Posted: 3:10 PM, Feb 03, 2020
Updated: 2020-02-03 17:10:15-05
Wisconsin coffee shop hopes to hire workers with disabilities, shatter stereotypes
Wisconsin coffee shop hopes to hire workers with disabilities, shatter stereotypes

LAKE GENEVA, Wis. -- A building that previously housed Caribou Coffee and Peet's Coffee in Lake Geneva, Wisconsin, will soon be home to a new and different kind of coffee shop.

Inspired Coffee will open in mid-April after renovations are complete.

"We'll have all new flooring, new lighting, and we're putting a fireplace in," said Erik Barber, President of Inspiration Ministries.

Inspiration Ministries is a nonprofit providing long-term care to people with special needs. Right now, roughly 70 individuals ages 22-85 live on its campus in Walworth County.

It'll be Inspiration Ministries that runs Inspired Coffee.

The coffee shop's business plan calls for "employing up to 20-30 individuals with mild to moderate developmental and physical disabilities where they will be celebrated, job trained, coached and, over time, placed into a fully integrated work setting."
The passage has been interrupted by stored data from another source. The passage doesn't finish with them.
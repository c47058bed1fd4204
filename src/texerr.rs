use thiserror::Error;

use crate::bit_reader::BitReadError;
use crate::format::TextureFormat;

pub type Result<T> = std::result::Result<T, DecodeError>;

/// Fatal errors for one texture. Sibling textures are unaffected.
#[derive(Debug, Clone, PartialEq, Eq, Error)]
pub enum DecodeError {
    #[error("unsupported texture format {id:#04x}")]
    UnsupportedFormat { id: u32 },

    #[error("{format} is palette indexed but no palette was supplied")]
    MissingPalette { format: TextureFormat },

    #[error("{format}: palette index {index} out of range for {len} entries at block ({block_x}, {block_y})")]
    PaletteIndexOutOfRange {
        format: TextureFormat,
        index: usize,
        len: usize,
        block_x: u32,
        block_y: u32,
    },

    #[error("{format}: truncated input at offset {offset:#x} (block ({block_x}, {block_y})): needed {needed} bytes, buffer holds {available}")]
    TruncatedInput {
        format: TextureFormat,
        offset: usize,
        needed: usize,
        available: usize,
        block_x: u32,
        block_y: u32,
    },

    #[error("swizzle curve left {unassigned} of a {tiles_y}x{tiles_x} tile grid unassigned after {steps} steps")]
    SwizzleCoverage {
        tiles_y: u32,
        tiles_x: u32,
        steps: u64,
        unassigned: usize,
    },

    #[error("invalid texture dimensions {width}x{height}")]
    InvalidDimensions { width: u32, height: u32 },
}

/// Failure inside a single cell, before the assembler attaches its location.
#[derive(Debug, Clone, Copy, PartialEq, Eq, Error)]
pub enum CellError {
    #[error(transparent)]
    OutOfData(#[from] BitReadError),

    #[error("palette index {index} out of range for {len} entries")]
    PaletteIndex { index: usize, len: usize },

    #[error("no palette supplied")]
    NoPalette,
}

/// Outcome of decoding one cell.
#[derive(Debug, Clone, Copy, PartialEq, Eq)]
pub enum CellStatus {
    Decoded,
    /// Reserved encoding; the cell was filled with transparent black.
    Illegal,
}

/// Recoverable conditions reported alongside a successful decode.
#[derive(Debug, Clone, PartialEq, Eq, Error)]
pub enum DecodeWarning {
    #[error("{format}: {count} illegal block(s) replaced with transparent black, first at block ({}, {}) offset {first_offset:#x}", .first_block.0, .first_block.1)]
    IllegalBlocks {
        format: TextureFormat,
        count: usize,
        first_block: (u32, u32),
        first_offset: usize,
    },
}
Officials at Inspiration Ministries said more than 6,300 people living in Walworth County have physical or developmental disabilities. But the organization believes available transition services and worker training for those people is relatively limited.

Barber said, historically, the trend across the country has been to employ people with special needs in back room or behind the scenes roles - like in work shops, dish rooms, or factories.

He said workers at Inspired Coffee will staff every aspect of the store - including highly visible positions, like as cashiers and greeters.

"The whole goal of this coffee shop is to celebrate people with disabilities," Barber said. "We want to put them in the spotlight, and to really change the conversation about the purpose, the value, they should have in our community."

To help with purchasing startup equipment and the first few rent payments, Inspiration Ministries has so far raised about $350,000 of its $400,000 fundraising goal. But Barber said the model for the business going forward will be self-sustaining, and sales revenue should cover operating costs.

Stephanie Klett, President of VISIT Lake Geneva, said the business is primed for success in part because it sits on a prime piece of real estate - just steps from the city's beach.

She said the community has already embraced Inspired Coffee's mission.

"This sends the message that we invite everybody to our community," Klett said. "There's nothing else like this in the state of Wisconsin, that we're aware of."

Jani Gregornik recently completed a screening process to work at Inspired Coffee and is excited to start.

"It's the perfect job for me," said Gregornik, 29, who has down syndrome.

Gregornik enjoys meeting and mingling with others, and has honed her people skills through nine years of volunteering at a nursing home.

"She transports the residents from the hair salon to their rooms," said Jani's mother, Naomi Gregornik. "And she visits with them. That's her favorite part."

Jani also has previous job experience at a workshop in Fort Atkinson.

But she's excited about the additional training she can receive working at Inspired Coffee. Her parents are excited too.

"I think this will be a good opportunity for her, and her friends with disabilities, but also the community to come in and see adults with disabilities right in the community," Naomi Gregornik said.

"I think the people who come in here will be inspired," said Mike Gregornik, Jani's father.

As for what Jani recommends customers order when the business opens this spring: "definitely hot chocolate," she said with a grin.